Scopri l'importanza del richiamo nell'apprendimento automatico. Impara a misurare e migliorare la sensibilità dei modelli Ultralytics per garantire elevati tassi di rilevamento.
Il richiamo, noto anche come sensibilità o tasso di veri positivi, è una metrica di prestazione fondamentale nell'apprendimento automatico che misura la capacità di un modello di identificare tutte le istanze rilevanti all'interno di un set di dati. Nel contesto del rilevamento o della classificazione degli oggetti, risponde in modo specifico alla domanda: "Tra tutti i casi positivi effettivi, quanti sono stati correttamente individuati dal modello ?" Ottenere un richiamo elevato è fondamentale in scenari in cui la mancata individuazione di un'istanza positiva, spesso denominata falso negativo, comporta conseguenze significative. A differenza dell' accuratezza, che può essere fuorviante quando si ha a che fare con dati sbilanciati, il richiamo fornisce una visione mirata dell'efficacia del modello nel "catturare" la classe target .
In molte applicazioni di intelligenza artificiale, il costo della mancata detect oggetto è molto più elevato del costo di un falso allarme. Un modello ottimizzato per il richiamo riduce al minimo i falsi negativi, garantendo che il sistema crei una rete sufficientemente ampia da catturare potenziali minacce, anomalie o condizioni critiche. Ciò comporta spesso un compromesso, poiché aumentare il richiamo può talvolta portare a un punteggio di precisione inferiore , il che significa che il modello potrebbe segnalare come positivi più elementi non rilevanti. Comprendere questo equilibrio è fondamentale per sviluppare soluzioni di apprendimento automatico robuste .
Il richiamo è la metrica trainante alla base di molte soluzioni di intelligenza artificiale critiche per la sicurezza . Ecco due esempi significativi in cui la sensibilità ha la precedenza:
È essenziale distinguere il richiamo dalla sua controparte, la precisione. Mentre il richiamo misura la quantità di casi rilevanti trovati (completezza), la precisione misura la qualità delle previsioni positive (esattezza).
Queste due metriche spesso condividono una relazione inversa, visualizzata attraverso una curva di precisione-richiamo. Per valutare l'equilibrio complessivo tra loro, gli sviluppatori spesso guardano al punteggio F1, che è la media armonica di entrambi. In set di dati sbilanciati, guardare al richiamo insieme alla matrice di confusione fornisce un quadro molto più chiaro delle prestazioni rispetto alla sola accuratezza.
Quando si addestrano modelli come l'avanzato YOLO26, il richiamo viene calcolato automaticamente durante la fase di convalida. Il framework calcola il richiamo per ogni classe e la precisione media (mAP), aiutando gli sviluppatori a valutare l'efficacia del modello nel trovare gli oggetti.

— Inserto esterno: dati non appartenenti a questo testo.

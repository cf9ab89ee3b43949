//! Volatility Mitigator
//!
//! Compares the pool's instantaneous quote for a swap with the oracle's
//! time-weighted valuation and blocks swaps whose deviation is too large
//! for their size. The tolerated deviation shrinks as the trade takes a
//! larger share of the remaining reserve, down to
//! `100 - price_tolerance_threshold` percent.

use crate::errors::{ConfigError, OracleError};
use crate::simulation::oracle::SlidingWindowOracle;
use crate::simulation::pool_state::{Pool, Side};
use crate::utils::fixed_point::{sqrt, u256_dec};
use primitive_types::U256;
use serde::{Deserialize, Serialize};
use tracing::debug;

/// Outcome of the mitigation stage for one swap
#[derive(Debug, Clone, Copy, PartialEq, Eq, Serialize, Deserialize)]
#[serde(rename_all = "SCREAMING_SNAKE_CASE")]
pub enum MitigatorCheckStatus {
    /// The swap never got as far as the mitigator
    NotReached,
    MitigationOff,
    CantConsultOracle,
    Checked,
}

/// What to do with a swap when the oracle has no usable history
#[derive(Debug, Clone, Copy, PartialEq, Eq, Default, Serialize, Deserialize)]
#[serde(rename_all = "snake_case")]
pub enum OraclePolicy {
    #[default]
    Allow,
    Reject,
}

/// Diagnostics of an oracle comparison
#[derive(Debug, Clone, PartialEq, Eq, Serialize, Deserialize)]
pub struct OracleComparison {
    #[serde(with = "u256_dec")]
    pub oracle_amount_out: U256,
    /// Average oracle price of the input token, 18 decimals
    #[serde(with = "u256_dec")]
    pub oracle_price: U256,
    /// Percentage deviation between pool and oracle output
    #[serde(with = "u256_dec")]
    pub out_amount_diff: U256,
    /// Only computed when `out_amount_diff` is non-zero
    pub slice_factor: Option<u64>,
    pub slice_factor_curve: Option<u64>,
}

#[derive(Debug, Clone, PartialEq, Eq)]
pub struct MitigationOutcome {
    pub status: MitigatorCheckStatus,
    pub blocked: bool,
    pub comparison: Option<OracleComparison>,
}

impl MitigationOutcome {
    fn unchecked(status: MitigatorCheckStatus, blocked: bool) -> Self {
        Self {
            status,
            blocked,
            comparison: None,
        }
    }
}

#[derive(Debug, Clone, Copy, PartialEq, Eq)]
pub struct VolatilityMitigator {
    price_tolerance_threshold: u64,
    on_oracle_unavailable: OraclePolicy,
}

impl VolatilityMitigator {
    pub fn new(price_tolerance_threshold: u8, on_oracle_unavailable: OraclePolicy) -> Result<Self, ConfigError> {
        if price_tolerance_threshold > 100 {
            return Err(ConfigError::ThresholdOutOfRange(price_tolerance_threshold));
        }
        Ok(Self {
            price_tolerance_threshold: price_tolerance_threshold as u64,
            on_oracle_unavailable,
        })
    }

    pub fn price_tolerance_threshold(&self) -> u64 {
        self.price_tolerance_threshold
    }

    pub fn on_oracle_unavailable(&self) -> OraclePolicy {
        self.on_oracle_unavailable
    }

    /// Decide whether a swap of `amount_in` for `amount_out` may proceed.
    ///
    /// `reserve_out_after` is the output reserve left once the swap and the
    /// system fee have been taken out of it.
    #[allow(clippy::too_many_arguments)]
    pub fn check(
        &self,
        pool: &Pool,
        oracle: &SlidingWindowOracle,
        token_in: Side,
        amount_in: U256,
        amount_out: U256,
        reserve_out_after: U256,
        block_timestamp: u64,
    ) -> Result<MitigationOutcome, OracleError> {
        if !pool.mitigation_enabled() {
            return Ok(MitigationOutcome::unchecked(MitigatorCheckStatus::MitigationOff, false));
        }

        if !oracle.can_consult(block_timestamp) {
            let blocked = self.on_oracle_unavailable == OraclePolicy::Reject;
            debug!(block_timestamp, blocked, "oracle unavailable");
            return Ok(MitigationOutcome::unchecked(MitigatorCheckStatus::CantConsultOracle, blocked));
        }

        let quote = oracle.consult(pool, token_in, amount_in, block_timestamp)?;
        let out_amount_diff = out_amount_diff(amount_out, quote.amount_out);

        // A swap matching the oracle exactly passes whatever its size
        let (slice_factor, slice_factor_curve) = if out_amount_diff.is_zero() {
            (None, None)
        } else {
            let slice_factor = slice_factor(amount_out, reserve_out_after);
            (Some(slice_factor), Some(self.slice_factor_curve(slice_factor)))
        };

        let blocked = slice_factor_curve.map_or(false, |curve| out_amount_diff > U256::from(100 - curve));
        debug!(
            %amount_out,
            oracle_amount_out = %quote.amount_out,
            %out_amount_diff,
            ?slice_factor,
            ?slice_factor_curve,
            blocked,
            "mitigator check"
        );

        Ok(MitigationOutcome {
            status: MitigatorCheckStatus::Checked,
            blocked,
            comparison: Some(OracleComparison {
                oracle_amount_out: quote.amount_out,
                oracle_price: quote.price_average,
                out_amount_diff,
                slice_factor,
                slice_factor_curve,
            }),
        })
    }

    /// `min(sf * floor(sqrt(sf)), threshold)`
    pub fn slice_factor_curve(&self, slice_factor: u64) -> u64 {
        (slice_factor * sqrt(slice_factor)).min(self.price_tolerance_threshold)
    }
}

/// Share (in percent) of the post-trade reserve that `amount_out` represents
pub fn slice_factor(amount_out: U256, reserve_out_after: U256) -> u64 {
    if reserve_out_after <= amount_out {
        return 100;
    }
    let remaining = U256::from(100) * (reserve_out_after - amount_out) / reserve_out_after;
    100 - remaining.low_u64()
}

/// `100 * |a - b| / midpoint(a, b)`, zero when both agree
pub fn out_amount_diff(amount_out: U256, oracle_amount_out: U256) -> U256 {
    if amount_out == oracle_amount_out {
        return U256::zero();
    }
    let (bigger, smaller) = if amount_out > oracle_amount_out {
        (amount_out, oracle_amount_out)
    } else {
        (oracle_amount_out, amount_out)
    };
    let midpoint = (bigger / 2 + smaller / 2 + (bigger % 2 + smaller % 2) / 2).max(U256::one());
    U256::from(100) * (bigger - smaller) / midpoint
}

#[cfg(test)]
mod tests {
    use super::*;
    use crate::utils::fixed_point::expand_to_18_decimals;

    const START: u64 = 1_000_000;

    fn setup(mitigation_enabled: bool) -> (Pool, SlidingWindowOracle) {
        let mut pool = Pool::new(
            "X",
            "Y",
            expand_to_18_decimals(10_000),
            expand_to_18_decimals(10_000),
            mitigation_enabled,
        )
        .unwrap();
        let mut oracle = SlidingWindowOracle::new(3_600, 12).unwrap();
        pool.update_pair(START);
        oracle.update(&pool, START);
        pool.update_pair(START + 600);
        (pool, oracle)
    }

    #[test]
    fn test_slice_factor() {
        assert_eq!(slice_factor(U256::from(10), U256::from(10)), 100);
        assert_eq!(slice_factor(U256::from(11), U256::from(10)), 100);
        assert_eq!(slice_factor(U256::zero(), U256::from(1_000)), 0);
        // 10% of the reserve: 100 - floor(100 * 900 / 1000)
        assert_eq!(slice_factor(U256::from(100), U256::from(1_000)), 10);
        // 0.5%: 100 - floor(99.5) rounds the share up
        assert_eq!(slice_factor(U256::from(5), U256::from(1_000)), 1);
    }

    #[test]
    fn test_out_amount_diff() {
        assert_eq!(out_amount_diff(U256::from(7), U256::from(7)), U256::zero());
        // |100 - 90| * 100 / 95
        assert_eq!(out_amount_diff(U256::from(100), U256::from(90)), U256::from(10));
        assert_eq!(out_amount_diff(U256::from(90), U256::from(100)), U256::from(10));
        assert_eq!(out_amount_diff(U256::from(1), U256::zero()), U256::from(100));
    }

    #[test]
    fn test_curve_is_capped() {
        let mitigator = VolatilityMitigator::new(98, OraclePolicy::Allow).unwrap();
        assert_eq!(mitigator.slice_factor_curve(0), 0);
        assert_eq!(mitigator.slice_factor_curve(4), 8);
        assert_eq!(mitigator.slice_factor_curve(10), 30);
        assert_eq!(mitigator.slice_factor_curve(30), 98);
        assert!(VolatilityMitigator::new(101, OraclePolicy::Allow).is_err());
    }

    #[test]
    fn test_mitigation_off() {
        let (pool, oracle) = setup(false);
        let mitigator = VolatilityMitigator::new(98, OraclePolicy::Allow).unwrap();
        let outcome = mitigator
            .check(&pool, &oracle, Side::X, U256::one(), U256::one(), U256::from(100), START + 600)
            .unwrap();
        assert_eq!(outcome.status, MitigatorCheckStatus::MitigationOff);
        assert!(!outcome.blocked);
    }

    #[test]
    fn test_oracle_unavailable_policy() {
        let pool = Pool::new("X", "Y", U256::from(1_000), U256::from(1_000), true).unwrap();
        let oracle = SlidingWindowOracle::new(3_600, 12).unwrap();

        let allow = VolatilityMitigator::new(98, OraclePolicy::Allow).unwrap();
        let outcome = allow
            .check(&pool, &oracle, Side::X, U256::one(), U256::one(), U256::from(100), START)
            .unwrap();
        assert_eq!(outcome.status, MitigatorCheckStatus::CantConsultOracle);
        assert!(!outcome.blocked);

        let reject = VolatilityMitigator::new(98, OraclePolicy::Reject).unwrap();
        let outcome = reject
            .check(&pool, &oracle, Side::X, U256::one(), U256::one(), U256::from(100), START)
            .unwrap();
        assert_eq!(outcome.status, MitigatorCheckStatus::CantConsultOracle);
        assert!(outcome.blocked);
    }

    #[test]
    fn test_zero_diff_always_allows() {
        let (pool, oracle) = setup(true);
        let mitigator = VolatilityMitigator::new(0, OraclePolicy::Allow).unwrap();
        // Price is exactly 1, so the oracle values 100 X at 100 Y
        let amount = expand_to_18_decimals(100);
        let outcome = mitigator
            .check(&pool, &oracle, Side::X, amount, amount, expand_to_18_decimals(9_000), START + 600)
            .unwrap();

        assert_eq!(outcome.status, MitigatorCheckStatus::Checked);
        assert!(!outcome.blocked);
        let comparison = outcome.comparison.unwrap();
        assert_eq!(comparison.oracle_amount_out, amount);
        assert_eq!(comparison.out_amount_diff, U256::zero());
        assert_eq!(comparison.slice_factor, None);
        assert_eq!(comparison.slice_factor_curve, None);

        // Whole-reserve trade at the oracle price is still not sized
        let outcome = mitigator
            .check(&pool, &oracle, Side::X, amount, amount, U256::one(), START + 600)
            .unwrap();
        assert!(!outcome.blocked);
        let comparison = outcome.comparison.unwrap();
        assert_eq!(comparison.slice_factor, None);
        assert_eq!(comparison.slice_factor_curve, None);
    }

    #[test]
    fn test_threshold_boundary() {
        let (pool, oracle) = setup(true);
        let mitigator = VolatilityMitigator::new(90, OraclePolicy::Allow).unwrap();
        let amount_in = U256::from(1_000);
        let now = START + 600;

        // Whole-reserve trade: slice factor 100, curve capped at 90, limit is a 10% diff
        let reserve_after = U256::from(1);

        // diff = 100 * 11 / 1005 = 1
        let within = mitigator
            .check(&pool, &oracle, Side::X, amount_in, U256::from(1_011), reserve_after, now)
            .unwrap();
        assert!(!within.blocked);

        // diff = 100 * 110 / 1055 = 10, at the limit but not above
        let at_limit = mitigator
            .check(&pool, &oracle, Side::X, amount_in, U256::from(1_110), reserve_after, now)
            .unwrap();
        assert_eq!(at_limit.comparison.as_ref().unwrap().out_amount_diff, U256::from(10));
        assert!(!at_limit.blocked);

        // diff = 100 * 117 / 1058 = 11
        let above = mitigator
            .check(&pool, &oracle, Side::X, amount_in, U256::from(1_117), reserve_after, now)
            .unwrap();
        let comparison = above.comparison.as_ref().unwrap();
        assert_eq!(comparison.slice_factor_curve, Some(90));
        assert_eq!(comparison.out_amount_diff, U256::from(11));
        assert!(above.blocked);
    }

    #[test]
    fn test_tolerance_shrinks_with_trade_size() {
        let (pool, oracle) = setup(true);
        let mitigator = VolatilityMitigator::new(98, OraclePolicy::Allow).unwrap();
        let now = START + 600;

        // diff = 100 * 500 / 1250 = 40 for both trades
        let small = mitigator
            .check(
                &pool,
                &oracle,
                Side::Y,
                U256::from(1_000),
                U256::from(1_500),
                expand_to_18_decimals(10_000),
                now,
            )
            .unwrap();
        let comparison = small.comparison.unwrap();
        assert_eq!(comparison.slice_factor, Some(1));
        assert_eq!(comparison.slice_factor_curve, Some(1));
        assert_eq!(comparison.out_amount_diff, U256::from(40));
        assert!(!small.blocked);

        let large = mitigator
            .check(&pool, &oracle, Side::Y, U256::from(1_000), U256::from(1_500), U256::from(1_600), now)
            .unwrap();
        let comparison = large.comparison.unwrap();
        assert_eq!(comparison.slice_factor, Some(94));
        assert_eq!(comparison.slice_factor_curve, Some(98));
        assert!(large.blocked);
    }
}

È possibile convalidare facilmente un modello addestrato e visualizzarne le metriche di richiamo utilizzando Python. Questo snippet mostra come caricare un modello e verificarne le prestazioni su un set di dati standard:
from ultralytics import YOLO
# Load a pretrained YOLO26 model
model = YOLO("yolo26n.pt")
# Validate the model on the COCO8 dataset
# The results object contains metrics like Precision, Recall, and mAP
metrics = model.val(data="coco8.yaml")
# Access and print the mean recall score for box detection
print(f"Mean Recall: {metrics.results_dict['metrics/recall(B)']:.4f}")
Questo codice utilizza Ultralytics per eseguire la convalida. Se il richiamo è inferiore a quello richiesto dal vostro progetto, potreste prendere in considerazione tecniche come l' aumento dei dati per creare esempi di addestramento più vari o la regolazione degli iperparametri per adeguare la sensibilità del modello. L'utilizzo della Ultralytics può anche semplificare il processo di gestione dei set di dati e il monitoraggio di queste metriche su più cicli di addestramento.
Per aumentare il richiamo di un modello, i data scientist spesso regolano la soglia di confidenza utilizzata durante l' inferenza. Abbassando la soglia, il modello diventa più "ottimista" e accetta un maggior numero di previsioni come positive, il che aumenta il richiamo ma può diminuire la precisione. Inoltre, raccogliere dati di addestramento più diversificati aiuta il modello a imparare a riconoscere i negativi difficili e i casi oscuri. Per compiti complessi, l'utilizzo di architetture avanzate come i blocchi Transformer o l'esplorazione di metodi ensemble può anche migliorare la capacità del sistema di detect caratteristiche detect che i modelli più semplici potrebbero non cogliere.